Anything that is considered to be constant or limited in an experiment or research study is termed Control Variable. The variable contributes nothing to the study’s outcome; however, it must be controlled so as not to have any influence on the results.
Variables can be controlled if they are held constant throughout the study. One example of this is controlling the room temperature during the experiment. Variables can also be controlled indirectly with the use of several methods like statistical control or randomization.
What is the importance of control variables?
Control variables help limit the influence of external or confounding variables, which helps to enhance the study’s internal validity. In addition, such variables help to establish the relationship between your variables of interest.
The variables that can impact the results should be controlled apart from the independent and dependent variables. If relevant variables are left unchecked, you might not prove their influence on the results. Uncontrolled variables leave room for alternate explanations to your findings.
- Control variables in experiments: When conducting research, the researcher is more likely to be interested in the effects the independent variable has on the dependent one. By controlling the other variables, they can ascertain that their experimental manipulation solely causes the results.
- Control variables in non-experimental research: In non-experimental research, researchers are not able to manipulate independent variables. In such a case, control variables play a vital role which helps to infer the relation between the main variables of interest.
How do you control a variable?
Several methods help to control extraneous variables during experiments. Some of them can also be employed during observational or quasi-experimental designs.
- Random assessment: When conducting experiments involving several subjects, participants should be randomly chosen and assigned to different conditions. Random assessment helps to ensure that there are no systematic differences by balancing the characteristics of the groups.
- The assignment method helps to control subject variables, which might otherwise vary among groups causing the results to skew.
- Standardized procedures: Researchers must apply the same rules of control across all groups when conducting a study. In ideal cases, the groups should only differ in manipulating the independent variable, which will help researchers isolate its effects on the dependent variable.
- A good way of controlling variables is by holding them constant to a certain level using the experiment’s design protocol and using the same for all participant sessions. For example, the time spent. The instructions should be the same for all the participants in a laboratory setting for conducting experimental tasks.
- Statistical controls: Extraneous variables can be measured and controlled statistically to negate their effects on other variables.

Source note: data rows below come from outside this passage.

// ABOUTME: Core types and constants for the Repforge training platform
// ABOUTME: Foundation crate with error handling, constants, and the shared domain models
//
// SPDX-License-Identifier: MIT OR Apache-2.0
// Copyright (c) 2025 Async-IO.org

#![deny(unsafe_code)]

//! # Repforge Core
//!
//! Foundation crate shared by the server, the workout planner, and the client.
//! It changes rarely, which keeps incremental builds of the other crates fast.
//!
//! ## Modules
//!
//! - **errors**: Unified error handling with `AppError` and `ErrorCode`
//! - **constants**: Scoring values, statistics windows, and service defaults
//! - **models**: Workout, session, catalog, progress, social, and user types

/// Unified error handling system with standard error codes and HTTP responses
pub mod errors;

/// Application constants organized by domain
pub mod constants;

/// Domain models and wire types
pub mod models;
// ABOUTME: User management database operations
// ABOUTME: Handles registration, credential lookup, login timestamps, and profile updates
//
// Licensed under either of Apache License, Version 2.0 or MIT License at your option.
// Copyright ©2025 Async-IO.org

use anyhow::Result;
use repforge_core::errors::{AppError, AppResult};
use repforge_core::models::{ProfileUpdateRequest, User};
use sqlx::sqlite::SqliteRow;
use sqlx::{Row, SqlitePool};

use super::{format_timestamp, now, parse_optional_timestamp, parse_timestamp, Database};

const USER_COLUMNS: &str = "id, email, username, first_name, last_name, profile_image, \
     is_onboarding_complete, first_login, last_login, created_at";

impl Database {
    /// Create the users table
    pub(super) async fn migrate_users(&self) -> Result<()> {
        self.execute_ddl(&[
            r"
            CREATE TABLE IF NOT EXISTS users (
                id INTEGER PRIMARY KEY AUTOINCREMENT,
                email TEXT NOT NULL UNIQUE,
                password_hash TEXT NOT NULL,
                username TEXT NOT NULL UNIQUE,
                first_name TEXT NOT NULL DEFAULT '',
                last_name TEXT NOT NULL DEFAULT '',
                profile_image TEXT,
                push_token TEXT,
                is_onboarding_complete INTEGER NOT NULL DEFAULT 0,
                first_login TEXT,
                last_login TEXT,
                created_at TEXT NOT NULL
            )
            ",
            "CREATE INDEX IF NOT EXISTS idx_users_email ON users(email)",
        ])
        .await
    }
}

/// Password hash stored for a login email
#[derive(Debug, Clone)]
pub struct StoredCredentials {
    /// The account
    pub user: User,
    /// bcrypt hash
    pub password_hash: String,
}

/// User account database operations
pub struct UserManager {
    pool: SqlitePool,
}

impl UserManager {
    /// Create a new user manager
    #[must_use]
    pub const fn new(pool: SqlitePool) -> Self {
        Self { pool }
    }

    /// Insert a new account
    ///
    /// # Errors
    ///
    /// Returns `ResourceAlreadyExists` if the email or username is taken
    pub async fn create_user(
        &self,
        email: &str,
        password_hash: &str,
        first_name: &str,
        last_name: &str,
        username: &str,
    ) -> AppResult<User> {
        let created_at = now();
        let result = sqlx::query(
            r"
            INSERT INTO users (email, password_hash, username, first_name, last_name, created_at)
            VALUES ($1, $2, $3, $4, $5, $6)
            ",
        )
        .bind(email)
        .bind(password_hash)
        .bind(username)
        .bind(first_name)
        .bind(last_name)
        .bind(format_timestamp(created_at))
        .execute(&self.pool)
        .await?;

        Ok(User {
            id: result.last_insert_rowid(),
            email: email.to_owned(),
            username: username.to_owned(),
            first_name: first_name.to_owned(),
            last_name: last_name.to_owned(),
            profile_image: None,
            is_onboarding_complete: false,
            first_login: None,
            last_login: None,
            created_at,
        })
    }

    /// Get a user by ID
    ///
    /// # Errors
    ///
    /// Returns an error if the database query fails
    pub async fn get_user(&self, user_id: i64) -> AppResult<Option<User>> {
        let row = sqlx::query(&format!("SELECT {USER_COLUMNS} FROM users WHERE id = $1"))
            .bind(user_id)
            .fetch_optional(&self.pool)
            .await
            .map_err(|e| AppError::database(format!("Failed to get user: {e}")))?;

        row.as_ref().map(row_to_user).transpose()
    }

    /// Get a user by ID, failing with `404` when absent
    ///
    /// # Errors
    ///
    /// Returns `ResourceNotFound` if the user does not exist
    pub async fn require_user(&self, user_id: i64) -> AppResult<User> {
        self.get_user(user_id)
            .await?
            .ok_or_else(|| AppError::not_found("User").with_user_id(user_id))
    }

    /// Whether an account exists
    ///
    /// # Errors
    ///
    /// Returns an error if the database query fails
    pub async fn user_exists(&self, user_id: i64) -> AppResult<bool> {
        let found: Option<i64> = sqlx::query_scalar("SELECT id FROM users WHERE id = $1")
            .bind(user_id)
            .fetch_optional(&self.pool)
            .await
            .map_err(|e| AppError::database(format!("Failed to check user: {e}")))?;
        Ok(found.is_some())
    }

    /// Look up the account and password hash for a login email
    ///
    /// # Errors
    ///
    /// Returns an error if the database query fails
    pub async fn get_credentials(&self, email: &str) -> AppResult<Option<StoredCredentials>> {
        let row = sqlx::query(&format!(
            "SELECT {USER_COLUMNS}, password_hash FROM users WHERE email = $1 COLLATE NOCASE"
        ))
        .bind(email)
        .fetch_optional(&self.pool)
        .await
        .map_err(|e| AppError::database(format!("Failed to look up credentials: {e}")))?;

        row.map(|row| {
            Ok(StoredCredentials {
                user: row_to_user(&row)?,
                password_hash: row.get("password_hash"),
            })
        })
        .transpose()
    }

    /// Whether an email is already registered (case-insensitive)
    ///
    /// # Errors
    ///
    /// Returns an error if the database query fails
    pub async fn email_exists(&self, email: &str) -> AppResult<bool> {
        let found: Option<i64> =
            sqlx::query_scalar("SELECT id FROM users WHERE email = $1 COLLATE NOCASE")
                .bind(email)
                .fetch_optional(&self.pool)
                .await
                .map_err(|e| AppError::database(format!("Failed to check email: {e}")))?;
        Ok(found.is_some())
    }

    /// Whether a username is held by an account other than `except_user`
    ///
    /// # Errors
    ///
    /// Returns an error if the database query fails
    pub async fn username_taken(&self, username: &str, except_user: Option<i64>) -> AppResult<bool> {
        let found: Option<i64> =
            sqlx::query_scalar("SELECT id FROM users WHERE username = $1 AND id != $2")
                .bind(username)
                .bind(except_user.unwrap_or(0))
                .fetch_optional(&self.pool)
                .await
                .map_err(|e| AppError::database(format!("Failed to check username: {e}")))?;
        Ok(found.is_some())
    }

    /// Stamp a successful login, setting `first_login` the first time
    ///
    /// # Errors
    ///
    /// Returns an error if the update fails
    pub async fn record_login(&self, user_id: i64) -> AppResult<()> {
        let stamp = format_timestamp(now());
        sqlx::query(
            r"
            UPDATE users
            SET last_login = $1, first_login = COALESCE(first_login, $1)
            WHERE id = $2
            ",
        )
        .bind(&stamp)
        .bind(user_id)
        .execute(&self.pool)
        .await
        .map_err(|e| AppError::database(format!("Failed to record login: {e}")))?;
        Ok(())
    }

    /// Apply a partial profile update and return the new profile
    ///
    /// # Errors
    ///
    /// Returns `ResourceNotFound` if the user does not exist, or a database error
    pub async fn update_profile(
        &self,
        user_id: i64,
        update: &ProfileUpdateRequest,
    ) -> AppResult<User> {
        let result = sqlx::query(
            r"
            UPDATE users SET
                first_name = COALESCE($1, first_name),
                last_name = COALESCE($2, last_name),
                username = COALESCE($3, username),
                profile_image = COALESCE($4, profile_image)
            WHERE id = $5
            ",
        )
        .bind(update.first_name.as_deref())
        .bind(update.last_name.as_deref())
        .bind(update.username.as_deref())
        .bind(update.profile_image.as_deref())
        .bind(user_id)
        .execute(&self.pool)
        .await?;

        if result.rows_affected() == 0 {
            return Err(AppError::not_found("User"));
        }
        self.require_user(user_id).await
    }

    /// Set the onboarding flag
    ///
    /// # Errors
    ///
    /// Returns `ResourceNotFound` if the user does not exist
    pub async fn complete_onboarding(&self, user_id: i64) -> AppResult<()> {
        let result = sqlx::query("UPDATE users SET is_onboarding_complete = 1 WHERE id = $1")
            .bind(user_id)
            .execute(&self.pool)
            .await
            .map_err(|e| AppError::database(format!("Failed to complete onboarding: {e}")))?;

        if result.rows_affected() == 0 {
            return Err(AppError::not_found("User"));
        }
        Ok(())
    }

    /// Store the device push token
    ///
    /// # Errors
    ///
    /// Returns `ResourceNotFound` if the user does not exist
    pub async fn set_push_token(&self, user_id: i64, token: &str) -> AppResult<()> {
        let result = sqlx::query("UPDATE users SET push_token = $1 WHERE id = $2")
            .bind(token)
            .bind(user_id)
            .execute(&self.pool)
            .await
            .map_err(|e| AppError::database(format!("Failed to save push token: {e}")))?;

        if result.rows_affected() == 0 {
            return Err(AppError::not_found("User"));
        }
        Ok(())
    }

    /// Stored push token, if any
    ///
    /// # Errors
    ///
    /// Returns an error if the database query fails
    pub async fn get_push_token(&self, user_id: i64) -> AppResult<Option<String>> {
        let token: Option<Option<String>> =
            sqlx::query_scalar("SELECT push_token FROM users WHERE id = $1")
                .bind(user_id)
                .fetch_optional(&self.pool)
                .await
                .map_err(|e| AppError::database(format!("Failed to read push token: {e}")))?;
        Ok(token.flatten())
    }

    /// Every user id, ascending
    ///
    /// # Errors
    ///
    /// Returns an error if the database query fails
    pub async fn list_user_ids(&self) -> AppResult<Vec<i64>> {
        sqlx::query_scalar("SELECT id FROM users ORDER BY id")
            .fetch_all(&self.pool)
            .await
            .map_err(|e| AppError::database(format!("Failed to list users: {e}")))
    }
}

fn row_to_user(row: &SqliteRow) -> AppResult<User> {
    let created_at: String = row.get("created_at");
    Ok(User {
        id: row.get("id"),
        email: row.get("email"),
        username: row.get("username"),
        first_name: row.get("first_name"),
        last_name: row.get("last_name"),
        profile_image: row.get("profile_image"),
        is_onboarding_complete: row.get("is_onboarding_complete"),
        first_login: parse_optional_timestamp(row.get("first_login"))?,
        last_login: parse_optional_timestamp(row.get("last_login"))?,
        created_at: parse_timestamp(&created_at)?,
    })
}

- Modeling control variable data by considering the independent and dependent variable in ANCOVAs and regression analysis is known as “Controlling for a variable”. This is because it helps to isolate the effects of the control variable from the relation between the independent and dependent variables that we are interested in.
Control variable vs control group
A control variable is quite different from a control group. Control variables are the extraneous variables that are held constant or measured during an experiment for both experimental and control groups, with an independent variable varying between control and experimental groups.
On the other hand, a control group does not go through experiments as they are used as the benchmark to compare results with the experimental group. A control group undergoes no treatment or sometimes is placed under a placebo.
Everything else apart from the experimental treatment should be the same between the control and experimental group during the procedure.
Why is it important to have control variables during experiments?
Controlling a variable helps us limit its effect on the relationship between the independent and dependent variables to ensure the results are not skewed.
Why are control groups necessary?
Control groups help to set the benchmark for the experiment as the results from the experimental group are compared with that of the control group to understand and interpret the results of the experiment.